TASK REQUIREMENTS: Return the data below exactly, stopping after the line with "use plainsight_core::PlainsightError;".

Stored items:
//! Conformance: Error Code Registry
//!
//! Asserts the exact code list and order, uniqueness, and that every
//! `PlainsightError` variant maps to a registered code.

use plainsight_core::errors::{is_valid_error_code, ERROR_CODES};
use plainsight_core::PlainsightError;

#[test]
fn conformance_error_registry_exact_list() {
    let expected: [&str; 14] = [
        // Key and ciphertext shape
        "INVALID_PUBLIC_KEY",
        "INVALID_SECRET_KEY",
        "INVALID_CIPHERTEXT",
        // Cryptographic
        "AUTHENTICATION_FAILURE",
        "ENCRYPTION_FAILED",
        // Envelope and stego
        "TRUNCATED_ENVELOPE",
        "PAYLOAD_TOO_LARGE",
        "NO_HIDDEN_DATA",
        "INVALID_PIXEL_BUFFER",
        "INVALID_UTF8",
        // Collaborators
        "ENCODING_FAILED",
        "KEY_STORE_FAILED",
        "IMAGE_LOAD_FAILURE",
        "IMAGE_RENDER_FAILURE",
    ];
    assert_eq!(ERROR_CODES, expected, "ERROR_CODES drifted");
}

#[test]
fn conformance_error_registry_unique() {
    let mut seen = std::collections::HashSet::new();
    for code in &ERROR_CODES {
        assert!(seen.insert(code), "duplicate error code: {code}");
    }
}

#[test]
fn conformance_error_registry_screaming_snake() {
    for code in &ERROR_CODES {
        assert!(
            code.chars()
                .all(|c| c.is_ascii_uppercase() || c.is_ascii_digit() || c == '_'),
            "not SCREAMING_SNAKE_CASE: {code}"
        );
    }
}

#[test]
fn conformance_every_variant_has_registered_code() {
    let variants = [
        PlainsightError::InvalidPublicKey {
            expected: 1184,
            actual: 0,
        },
        PlainsightError::InvalidSecretKey {
            expected: 2400,
            actual: 0,
        },
        PlainsightError::InvalidCiphertext {
            expected: 1088,
            actual: 0,
        },
        PlainsightError::AuthenticationFailure,
        PlainsightError::Encryption("x".into()),
        PlainsightError::TruncatedEnvelope {
            needed: 1104,
            actual: 0,
        },
        PlainsightError::PayloadTooLarge {
            size: 1,
            capacity: 0,
        },
        PlainsightError::NoHiddenData,
        PlainsightError::InvalidPixelBuffer {
            width: 1,
            height: 1,
            expected: 4,
            actual: 0,
        },
        PlainsightError::InvalidUtf8,
        PlainsightError::Encoding("x".into()),
        PlainsightError::KeyStore("x".into()),
        PlainsightError::ImageLoadFailure("x".into()),
        PlainsightError::ImageRenderFailure("x".into()),
    ];
    assert_eq!(variants.len(), ERROR_CODES.len());
    for (variant, code) in variants.iter().zip(ERROR_CODES) {
        assert_eq!(variant.code(), code);
        assert!(is_valid_error_code(variant.code()));
    }
}

#[test]
fn conformance_error_registry_digits_allowed_after_letters() {
    assert!(ERROR_CODES.contains(&"INVALID_UTF8"));
    for code in &ERROR_CODES {
        let first = code.chars().next().unwrap();
        assert!(first.is_ascii_uppercase(), "code must start with a letter: {code}");
    }
}

#[test]
fn conformance_unknown_codes_rejected() {
    assert!(!is_valid_error_code(""));
    assert!(!is_valid_error_code("invalid_public_key"));
    assert!(!is_valid_error_code("INTEGRITY_FAILED"));
}

#[test]
fn conformance_payload_too_large_message() {
    let err = PlainsightError::PayloadTooLarge {
        size: 1200,
        capacity: 1121,
    };
    assert_eq!(
        err.to_string(),
        "Data too large: 1200 bytes, capacity: 1121 bytes"
    );
}
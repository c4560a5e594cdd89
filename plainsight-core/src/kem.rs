//! Key exchange — ML-KEM-768 (FIPS 203) key encapsulation.
//!
//! Key pairs are long-lived identities; each message gets a fresh
//! encapsulation. Randomness is passed in as a [`CryptoRngCore`] so tests
//! can pin it; the convenience functions draw from `OsRng`.
//!
//! Decapsulating a well-formed ciphertext that was made for a different key
//! does NOT fail: ML-KEM's implicit rejection returns a deterministic but
//! unrelated secret, and the AES-GCM tag check downstream catches it.

use kem::{Decapsulate, Encapsulate};
use ml_kem::array::Array;
use ml_kem::kem::{DecapsulationKey, EncapsulationKey};
use ml_kem::{EncodedSizeUser, KemCore, MlKem768, MlKem768Params};
use rand_core::{CryptoRngCore, OsRng};
use zeroize::Zeroizing;

use crate::constants::{
    KEM_CIPHERTEXT_LENGTH, PUBLIC_KEY_LENGTH, SECRET_KEY_LENGTH, SHARED_SECRET_LENGTH,
};
use crate::errors::PlainsightError;

/// 32-byte KEM shared secret, zeroized on drop.
pub type SharedSecret = Zeroizing<[u8; SHARED_SECRET_LENGTH]>;

/// ML-KEM-768 key pair.
///
/// 1184-byte public (encapsulation) key and 2400-byte secret
/// (decapsulation) key. Both are immutable once built; the secret is
/// zeroized on drop.
#[derive(Clone)]
pub struct KeyPair {
    public_key: Vec<u8>,
    secret_key: Zeroizing<Vec<u8>>,
}

impl KeyPair {
    /// Rebuild a key pair from stored bytes.
    ///
    /// # Errors
    /// `InvalidPublicKey` / `InvalidSecretKey` if either length is wrong.
    pub fn from_bytes(public_key: Vec<u8>, secret_key: Vec<u8>) -> Result<Self, PlainsightError> {
        let secret_key = Zeroizing::new(secret_key);
        check_public_key(&public_key)?;
        check_secret_key(&secret_key)?;
        Ok(Self {
            public_key,
            secret_key,
        })
    }

    /// Encapsulation key bytes. Safe to share.
    pub fn public_key(&self) -> &[u8] {
        &self.public_key
    }

    /// Decapsulation key bytes.
    pub fn secret_key(&self) -> &[u8] {
        &self.secret_key
    }
}

impl PartialEq for KeyPair {
    fn eq(&self, other: &Self) -> bool {
        self.public_key == other.public_key && *self.secret_key == *other.secret_key
    }
}

impl Eq for KeyPair {}

impl std::fmt::Debug for KeyPair {
    fn fmt(&self, f: &mut std::fmt::Formatter<'_>) -> std::fmt::Result {
        f.debug_struct("KeyPair")
            .field("public_key_len", &self.public_key.len())
            .field("secret_key", &"<redacted>")
            .finish()
    }
}

/// Result of encapsulating against a public key.
pub struct EncapsulationResult {
    /// KEM ciphertext, always exactly 1088 bytes.
    pub cipher_text: [u8; KEM_CIPHERTEXT_LENGTH],
    /// Shared secret the recipient will recover by decapsulating.
    pub shared_secret: SharedSecret,
}

/// Generate a fresh ML-KEM-768 key pair from the OS CSPRNG.
pub fn generate_keypair() -> KeyPair {
    generate_keypair_with_rng(&mut OsRng)
}

/// Generate an ML-KEM-768 key pair from the supplied CSPRNG.
pub fn generate_keypair_with_rng<R: CryptoRngCore>(rng: &mut R) -> KeyPair {
    let (dk, ek) = MlKem768::generate(rng);
    tracing::debug!("generated ML-KEM-768 key pair");
    KeyPair {
        public_key: ek.as_bytes().to_vec(),
        secret_key: Zeroizing::new(dk.as_bytes().to_vec()),
    }
}

/// Encapsulate a fresh shared secret for `public_key` using the OS CSPRNG.
///
/// # Errors
/// `InvalidPublicKey` if `public_key` is not 1184 bytes.
pub fn encapsulate(public_key: &[u8]) -> Result<EncapsulationResult, PlainsightError> {
    encapsulate_with_rng(public_key, &mut OsRng)
}

/// Encapsulate a fresh shared secret for `public_key` using `rng`.
///
/// # Errors
/// `InvalidPublicKey` if `public_key` is not 1184 bytes.
pub fn encapsulate_with_rng<R: CryptoRngCore>(
    public_key: &[u8],
    rng: &mut R,
) -> Result<EncapsulationResult, PlainsightError> {
    check_public_key(public_key)?;
    let encoded = Array::try_from(public_key).map_err(|_| PlainsightError::InvalidPublicKey {
        expected: PUBLIC_KEY_LENGTH,
        actual: public_key.len(),
    })?;
    let ek = EncapsulationKey::<MlKem768Params>::from_bytes(&encoded);

    let (ct, ss) = ek
        .encapsulate(rng)
        .map_err(|_| PlainsightError::Encryption("ML-KEM encapsulation failed".into()))?;

    let mut cipher_text = [0u8; KEM_CIPHERTEXT_LENGTH];
    cipher_text.copy_from_slice(ct.as_slice());
    let mut shared_secret = Zeroizing::new([0u8; SHARED_SECRET_LENGTH]);
    shared_secret.copy_from_slice(ss.as_slice());

    Ok(EncapsulationResult {
        cipher_text,
        shared_secret,
    })
}

/// Recover the shared secret from `cipher_text` with `secret_key`.
///
/// # Errors
/// `InvalidCiphertext` if `cipher_text` is not 1088 bytes,
/// `InvalidSecretKey` if `secret_key` is not 2400 bytes.
pub fn decapsulate(cipher_text: &[u8], secret_key: &[u8]) -> Result<SharedSecret, PlainsightError> {
    if cipher_text.len() != KEM_CIPHERTEXT_LENGTH {
        return Err(PlainsightError::InvalidCiphertext {
            expected: KEM_CIPHERTEXT_LENGTH,
            actual: cipher_text.len(),
        });
    }
    check_secret_key(secret_key)?;

    let encoded_dk = Array::try_from(secret_key).map_err(|_| PlainsightError::InvalidSecretKey {
        expected: SECRET_KEY_LENGTH,
        actual: secret_key.len(),
    })?;
    let dk = DecapsulationKey::<MlKem768Params>::from_bytes(&encoded_dk);
    let ct = Array::try_from(cipher_text).map_err(|_| PlainsightError::InvalidCiphertext {
        expected: KEM_CIPHERTEXT_LENGTH,
        actual: cipher_text.len(),
    })?;

    let ss = dk
        .decapsulate(&ct)
        .map_err(|_| PlainsightError::Encryption("ML-KEM decapsulation failed".into()))?;

    let mut shared_secret = Zeroizing::new([0u8; SHARED_SECRET_LENGTH]);
    shared_secret.copy_from_slice(ss.as_slice());
    Ok(shared_secret)
}

fn check_public_key(public_key: &[u8]) -> Result<(), PlainsightError> {
    if public_key.len() != PUBLIC_KEY_LENGTH {
        return Err(PlainsightError::InvalidPublicKey {
            expected: PUBLIC_KEY_LENGTH,
            actual: public_key.len(),
        });
    }
    Ok(())
}

fn check_secret_key(secret_key: &[u8]) -> Result<(), PlainsightError> {
    if secret_key.len() != SECRET_KEY_LENGTH {
        return Err(PlainsightError::InvalidSecretKey {
            expected: SECRET_KEY_LENGTH,
            actual: secret_key.len(),
        });
    }
    Ok(())
}
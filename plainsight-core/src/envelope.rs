//! Binary envelope — fixed-offset framing of one encrypted message.
//!
//! ```text
//! offset  length  field
//! 0       1088    ML-KEM-768 ciphertext
//! 1088    12      AES-GCM IV
//! 1100    4       ciphertext length (u32, big-endian)
//! 1104    N       AES-GCM ciphertext || tag
//! ```
//!
//! There is no version tag. The 1088/12 widths are tied to ML-KEM-768 and
//! AES-GCM; changing either algorithm needs a new, versioned format, and a
//! reader of this format cannot tell the difference.

use crate::constants::{
    CIPHERTEXT_LENGTH_OFFSET, ENVELOPE_HEADER_LENGTH, IV_OFFSET, KEM_CIPHERTEXT_LENGTH,
    NONCE_LENGTH,
};
use crate::errors::PlainsightError;

/// One hybrid-encrypted message, ready to be framed.
#[derive(Clone, Debug, PartialEq, Eq)]
pub struct EncryptedPayload {
    /// ML-KEM-768 ciphertext.
    pub kem_ciphertext: [u8; KEM_CIPHERTEXT_LENGTH],
    /// AES-GCM IV.
    pub iv: [u8; NONCE_LENGTH],
    /// AES-GCM ciphertext with the 16-byte tag appended.
    pub ciphertext: Vec<u8>,
}

impl EncryptedPayload {
    /// Length of the serialized envelope.
    pub fn serialized_len(&self) -> usize {
        ENVELOPE_HEADER_LENGTH + self.ciphertext.len()
    }
}

/// Frame `payload` into envelope bytes.
///
/// # Errors
/// `PayloadTooLarge` if the ciphertext length does not fit the u32 field.
pub fn serialize(payload: &EncryptedPayload) -> Result<Vec<u8>, PlainsightError> {
    let len = u32::try_from(payload.ciphertext.len()).map_err(|_| {
        PlainsightError::PayloadTooLarge {
            size: payload.ciphertext.len(),
            capacity: i64::from(u32::MAX),
        }
    })?;

    let mut out = Vec::with_capacity(payload.serialized_len());
    out.extend_from_slice(&payload.kem_ciphertext);
    out.extend_from_slice(&payload.iv);
    out.extend_from_slice(&len.to_be_bytes());
    out.extend_from_slice(&payload.ciphertext);
    Ok(out)
}

/// Parse envelope bytes.
///
/// Bytes past the declared ciphertext are ignored.
///
/// # Errors
/// `TruncatedEnvelope` if `bytes` is shorter than the 1104-byte header or
/// than the header plus the declared ciphertext length.
pub fn deserialize(bytes: &[u8]) -> Result<EncryptedPayload, PlainsightError> {
    if bytes.len() < ENVELOPE_HEADER_LENGTH {
        return Err(PlainsightError::TruncatedEnvelope {
            needed: ENVELOPE_HEADER_LENGTH,
            actual: bytes.len(),
        });
    }

    let mut len_field = [0u8; 4];
    len_field.copy_from_slice(&bytes[CIPHERTEXT_LENGTH_OFFSET..ENVELOPE_HEADER_LENGTH]);
    let declared = u32::from_be_bytes(len_field) as usize;

    let end = ENVELOPE_HEADER_LENGTH.saturating_add(declared);
    if bytes.len() < end {
        return Err(PlainsightError::TruncatedEnvelope {
            needed: end,
            actual: bytes.len(),
        });
    }

    let mut kem_ciphertext = [0u8; KEM_CIPHERTEXT_LENGTH];
    kem_ciphertext.copy_from_slice(&bytes[..IV_OFFSET]);
    let mut iv = [0u8; NONCE_LENGTH];
    iv.copy_from_slice(&bytes[IV_OFFSET..CIPHERTEXT_LENGTH_OFFSET]);

    Ok(EncryptedPayload {
        kem_ciphertext,
        iv,
        ciphertext: bytes[ENVELOPE_HEADER_LENGTH..end].to_vec(),
    })
}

TASK RESPONSE:
//! Conformance: Error Code Registry
//!
//! Asserts the exact code list and order, uniqueness, and that every
//! `PlainsightError` variant maps to a registered code.

use plainsight_core::errors::{is_valid_error_code, ERROR_CODES};
use plainsight_core::PlainsightError;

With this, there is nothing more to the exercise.